In some ways, it was lucky the game was moved to an afternoon slot because I’d have been struggling to stay awake otherwise – a really drab affair, even by our free-falling standards.
Contrary to one of Arsène Wenger’s favourite mantras of taking things “one game at a time”, however nice of a distraction the Europa League has been this season, Emery’s Cup Final on Saturday was always a lingering distraction itself. Our domestic malaise even managed to find its way into our European travels this time.
The venue might’ve been intimidating with the boisterous home support and less than ideal playing conditions but nothing about Vitória’s play bar them hitting the woodwork justified such an indifferent performance. They were often sloppy in possession, reckless in their challenging and still seemed the more likely to score, for all of their speculative efforts.
Not a single attempt in 15 minutes to Vitória’s 5 – home or away, the story’s the same. After Rob Holding’s effort in the 22nd, it wasn’t until the last kick of the half that we had our second. With a 36 year old keeper in the opposition goal, on a wet surface, you’d think we might’ve been a bit more eager to test him. 80 minutes it took to even register an actual shot on target – thank the footballing gods that was enough to score from – a Mustafi header from another good delivery by Pépé. I’m just glad the travelling away fans had something to cheer about. It’s a strange timeline we’re in when the best chances of the night fell to our dejected German, who actually had quite a tidy night as part of our back three. Speaking of which…
A Change in Heart (of defence)
Three at the back or five at the back, depending on how conservative a manager you think Emery is: he’s dabbled with 3 centre-backs in the past and I wondered if it was a trial run for Leicester, as the Europa League has so often been a safe space to escape our domestic woes.
I can’t say much changed – Vitória’s narrow and organised midfield were quick to stifle any play as soon as we encroached their half. The midfield pairing of Ceballos and Willock were energetic enough but as ever, we don’t quite have the nous to open teams up.
There were some glimpses of tidy link-up play, with some combinations between Pépé and Ainsley/Saka and Martinelli. Whether these players can form effective partnerships will be an important part of their development – sometimes its not a case of how good the individual is but how well they can perform in a system. We’ve seen the rebirth of players like Jordan Henderson, once famously dismissed by Sir Alex Ferguson because of his “funny gait”, going on to captain Liverpool to a Champion’s League victory (okay, it was against Sp*rs) and narrowly missing out on a domestic title.
Emery’s single biggest conundrum seems to be how exactly to set up a midfield. Today, we saw Ceballos shoehorned into a deep-lying role; he’s a neat and tidy player but much like Xhaka is not the right man here, neither is Ceballos. It left huge gaps in our midfield and we had very little in the way of transitional play – quickly moving the ball out from the back, that kind of thing. The trio of centre-backs should have given us more availability further up the pitch as one can always carry the ball from the back with the other two covering behind, but we rarely saw this deployed and the same cohesive problems persisted.

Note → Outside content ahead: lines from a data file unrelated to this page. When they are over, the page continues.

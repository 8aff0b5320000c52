//! Bridge between in-game guild chat and Discord.
//!
//! ## Module Structure
//!
//! - `orchestrator`: one bridge per account (`ChatBridge`)
//! - `manager`: all bridges, Discord routing (`ChatBridgeManager`)
//! - `queue`: per-direction send serialization
//! - `collector`: filtered collection over bridge events
//! - `relay`: what reaches Discord and how
//! - `channels`, `state`, `events`, `filter`: supporting types

pub mod channels;
pub mod collector;
pub mod events;
pub mod filter;
pub mod manager;
pub mod orchestrator;
pub mod queue;
pub mod relay;
pub mod state;

pub use collector::{CollectorEnded, CollectorOptions, EndReason, MessageCollector};
pub use events::{BridgeEvent, EventHub, Subscription};
pub use filter::{FilterDirection, MessageFilter};
pub use manager::ChatBridgeManager;
pub use orchestrator::{BridgeServices, BridgeSettings, ChatBridge};
pub use state::ConnectionState;
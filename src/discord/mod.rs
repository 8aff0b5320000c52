//! Discord bot integration.
//!
//! This module provides the Discord side of the bridge: the gateway client,
//! message intake, delivery handles and content translation.

pub mod channel;
pub mod client;
pub mod directory;
pub mod handler;
pub mod translator;

// Re-export main types for external use
pub use channel::{DiscordChannel, DiscordChannelProvider, SerenityChannelProvider};
pub use client::DiscordBot;
pub use translator::ContentTranslator;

Martinelli continued his best Alexis Sanchez impression, as he careered around the pitch like a rabid bloodhound but for a change, he had a quiet afternoon in front of goal.
We seem to take great enjoyment in not learning from mistakes, as Vitória beat our offside trap not once but twice with consecutive free kicks from the left. Perhaps a Premier League side would’ve had the quality to actually punish us for what were unmarked headers. Not their day at the office either.
The Not-So-Grand Finale
After Ceballos’ hamstring went, I was interested to see if anything would change. Emery surely must have known about the issues and this was a perfect opportunity to make amends. Although it was a like for like swap in Guendouzi, the game becoming more stretched suited a player of his conditioning and he found himself in more advanced areas. In reality, not much actually changed.
I do wonder what Emery would’ve said had the game finished 0-0 – Mustafi’s goal was inconsequential in the grand scheme of things and I was much more concerned with how we played than the scoreline. We almost managed to get an away clean sheet (which could well be one of the harbingers of the apocalypse at this point) but that’s the only way you can see a positive spin – not conceding for 91 mins instead of 95. I was almost a bit sad to see Rochina’s Di Canio effort not find its way into the back of the net – it was a fantastic effort and that goal is my favourite Premier League goal not scored by an Arsenal player.
The final whistle came like the sweet release of death and that was that.
Heading into Saturday without the customary European romp will surely be leaving Emery even more uneasy than usual. Despite plenty of first team absentees, the kind of performance we saw tonight is hardly going to instil confidence. I don’t even know how to feel going into it – I don’t think a win is even in the realms of possibility at this point, so should I be hopeful that it’s the final nail in the coffin? It seems alien to even consider that as a fan, but the alternative is Emery surviving because we somehow scrape a draw, then playing Southampton and seeing us play like we did this afternoon against Vitória. One way or the other, it’s going to have talking points.